* **What to do**: Beginning at the line that holds "let right = build_balanced(values, len", copy the material below exactly through its last line.

* **Material provided**:
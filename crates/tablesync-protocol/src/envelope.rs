//! Typed envelope around every server event.

use chrono::{DateTime, Utc};
use serde::{Deserialize, Serialize};
use tablesync_core::id::{Identity, SessionId};

use crate::server::ServerEvent;

/// Who caused an event.
#[derive(Debug, Clone, PartialEq, Eq, Serialize, Deserialize)]
#[serde(tag = "kind", rename_all = "snake_case")]
pub enum Origin {
    /// Relayed from a client request, annotated with the sender.
    Client(Identity),
    /// Generated by the orchestrator itself.
    Server,
}

/// One message on the wire from orchestrator to client.
#[derive(Debug, Clone, PartialEq, Serialize, Deserialize)]
pub struct Envelope {
    /// Per-session sequence number for room traffic. Absent on
    /// connection-level events such as `connected`, `pong` and `error`.
    #[serde(default, skip_serializing_if = "Option::is_none")]
    pub seq: Option<u64>,
    /// Session the event belongs to, if any.
    #[serde(default, skip_serializing_if = "Option::is_none")]
    pub session_id: Option<SessionId>,
    /// Client- or server-originated.
    pub origin: Origin,
    /// Server time the envelope was built.
    pub sent_at: DateTime<Utc>,
    /// The event itself.
    pub event: ServerEvent,
}

impl Envelope {
    /// A sessionless, server-originated envelope.
    #[must_use]
    pub fn direct(event: ServerEvent, sent_at: DateTime<Utc>) -> Self {
        Self {
            seq: None,
            session_id: None,
            origin: Origin::Server,
            sent_at,
            event,
        }
    }

    /// A room envelope with its sequence number.
    #[must_use]
    pub fn room(
        session_id: SessionId,
        seq: u64,
        origin: Origin,
        event: ServerEvent,
        sent_at: DateTime<Utc>,
    ) -> Self {
        Self {
            seq: Some(seq),
            session_id: Some(session_id),
            origin,
            sent_at,
            event,
        }
    }

    /// A session envelope for a subset of the room, such as a whisper or a
    /// snapshot. Carries no sequence number so other members see no gap.
    #[must_use]
    pub fn targeted(
        session_id: SessionId,
        origin: Origin,
        event: ServerEvent,
        sent_at: DateTime<Utc>,
    ) -> Self {
        Self {
            seq: None,
            session_id: Some(session_id),
            origin,
            sent_at,
            event,
        }
    }
}

#[cfg(test)]
mod tests {
    use super::*;
    use tablesync_core::id::UserId;

    #[test]
    fn test_direct_envelope_omits_seq_and_session() {
        let envelope = Envelope::direct(ServerEvent::Pong { timestamp: 1 }, Utc::now());
        let json = serde_json::to_value(&envelope).unwrap();
        assert!(json.get("seq").is_none());
        assert!(json.get("session_id").is_none());
        assert_eq!(json["origin"]["kind"], "server");
        assert_eq!(json["event"]["type"], "pong");
    }

    #[test]
    fn test_client_origin_carries_identity() {
        let identity = Identity::new(UserId::new(), "Aria");
        let envelope = Envelope::room(
            SessionId::new(),
            7,
            Origin::Client(identity.clone()),
            ServerEvent::Pong { timestamp: 1 },
            Utc::now(),
        );
        let json = serde_json::to_value(&envelope).unwrap();
        assert_eq!(json["seq"], 7);
        assert_eq!(json["origin"]["kind"], "client");
        assert_eq!(json["origin"]["display_name"], "Aria");

        let back: Envelope = serde_json::from_value(json).unwrap();
        assert_eq!(back.origin, Origin::Client(identity));
    }
}
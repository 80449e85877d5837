//! tablesync — API error types.

use axum::Json;
use axum::http::StatusCode;
use axum::response::{IntoResponse, Response};
use serde::Serialize;
use tablesync_core::error::DomainError;
use thiserror::Error;

/// Startup and runtime errors for the API server.
#[derive(Debug, Error)]
pub enum AppError {
    /// A required environment variable is missing or invalid.
    #[error("configuration error: {0}")]
    Config(String),

    /// Network binding or I/O error.
    #[error("server error: {0}")]
    Server(#[from] std::io::Error),
}

/// JSON body returned for error responses.
#[derive(Debug, Serialize)]
pub struct ErrorBody {
    /// Machine-readable error code.
    pub error: &'static str,
    /// Human-readable error message.
    pub message: String,
}

/// HTTP-layer rejection.
#[derive(Debug)]
pub enum ApiError {
    /// The request carried no usable identity.
    Unauthenticated(String),
    /// A domain rule rejected the request.
    Domain(DomainError),
}

impl From<DomainError> for ApiError {
    fn from(err: DomainError) -> Self {
        Self::Domain(err)
    }
}

impl IntoResponse for ApiError {
    fn into_response(self) -> Response {
        let (status, body) = match self {
            ApiError::Unauthenticated(message) => (
                StatusCode::UNAUTHORIZED,
                ErrorBody {
                    error: "UNAUTHENTICATED",
                    message,
                },
            ),
            ApiError::Domain(err) => (
                status_for(&err),
                ErrorBody {
                    error: err.code(),
                    message: err.client_message(),
                },
            ),
        };
        (status, Json(body)).into_response()
    }
}

fn status_for(err: &DomainError) -> StatusCode {
    match err {
        DomainError::Validation(_) | DomainError::ConflictingModifier => StatusCode::BAD_REQUEST,
        DomainError::NotAMember(_) => StatusCode::FORBIDDEN,
        DomainError::AlreadyInSession(_) | DomainError::InvalidTransition(_) => {
            StatusCode::CONFLICT
        }
        DomainError::SessionNotFound(_) | DomainError::ConnectionNotFound(_) => {
            StatusCode::NOT_FOUND
        }
        DomainError::RateLimited => StatusCode::TOO_MANY_REQUESTS,
        DomainError::Infrastructure(_) => StatusCode::INTERNAL_SERVER_ERROR,
    }
}

#[cfg(test)]
mod tests {
    use super::*;
    use tablesync_core::id::SessionId;

    fn status_of(err: ApiError) -> StatusCode {
        err.into_response().status()
    }

    #[test]
    fn test_unauthenticated_maps_to_401() {
        assert_eq!(
            status_of(ApiError::Unauthenticated("missing x-user-id".into())),
            StatusCode::UNAUTHORIZED
        );
    }

    #[test]
    fn test_validation_maps_to_400() {
        assert_eq!(
            status_of(DomainError::Validation("bad input".into()).into()),
            StatusCode::BAD_REQUEST
        );
    }

    #[test]
    fn test_session_not_found_maps_to_404() {
        assert_eq!(
            status_of(DomainError::SessionNotFound(SessionId::new()).into()),
            StatusCode::NOT_FOUND
        );
    }

    #[test]
    fn test_rate_limited_maps_to_429() {
        assert_eq!(
            status_of(DomainError::RateLimited.into()),
            StatusCode::TOO_MANY_REQUESTS
        );
    }

    #[test]
    fn test_infrastructure_maps_to_500() {
        assert_eq!(
            status_of(DomainError::Infrastructure("store down".into()).into()),
            StatusCode::INTERNAL_SERVER_ERROR
        );
    }
}
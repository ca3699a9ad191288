//! Tree shape measurement and reconstruction.

use crate::node::{Link, Node};

/// Compute the height of the subtree rooted at `root`.
///
/// An empty subtree has a height of -1, and a leaf has a height of 0.
///
/// The subtree is walked with an explicit stack, so the cost is linear in the
/// number of nodes and independent of the call stack depth.
pub(crate) fn subtree_height<T>(root: Option<&Node<T>>) -> isize {
    let mut height = -1;

    let mut stack = root.map(|v| (v, 0)).into_iter().collect::<Vec<_>>();
    while let Some((n, depth)) = stack.pop() {
        height = height.max(depth);
        stack.extend(n.left().map(|v| (v, depth + 1)));
        stack.extend(n.right().map(|v| (v, depth + 1)));
    }

    height
}

/// The exclusive upper bound on the height of a tree holding `len` values for
/// it to be considered balanced.
///
/// This is `2 * log2(len + 1) - 1`, modelled on the worst-case height of a
/// height-balanced tree.
pub(crate) fn balanced_height_bound(len: usize) -> f64 {
    2.0 * ((len as f64) + 1.0).log2() - 1.0
}

/// Build a tree from the first `len` ascending `values`, with minimal height.
///
/// The median value of each range becomes the root of the subtree holding
/// that range, with the values before it forming the left subtree and the
/// values after it forming the right subtree:
///
/// ```text
///    [1, 2, 3, 4, 5, 6]               4
///              ^                    /   \
///                       ---->      2     6
///                                 / \   /
///                                1   3 5
/// ```
///
/// The median is the element at index `len / 2`. The values are consumed in
/// order (an in-order construction), and the recursion depth is bounded by
/// `log2(len)`.
pub(crate) fn build_balanced<T, I>(values: &mut I, len: usize) -> Link<T>
where
    I: Iterator<Item = T>,
{
    if len == 0 {
        return None;
    }

    let mid = len / 2;
    let left = build_balanced(values, mid);
    let value = values.next()?;
    let right = build_balanced(values, len - mid - 1);

    Some(Box::new(Node::with_children(left, value, right)))
}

* **The completed task**:
    let right = build_balanced(values, len - mid - 1);

    Some(Box::new(Node::with_children(left, value, right)))
}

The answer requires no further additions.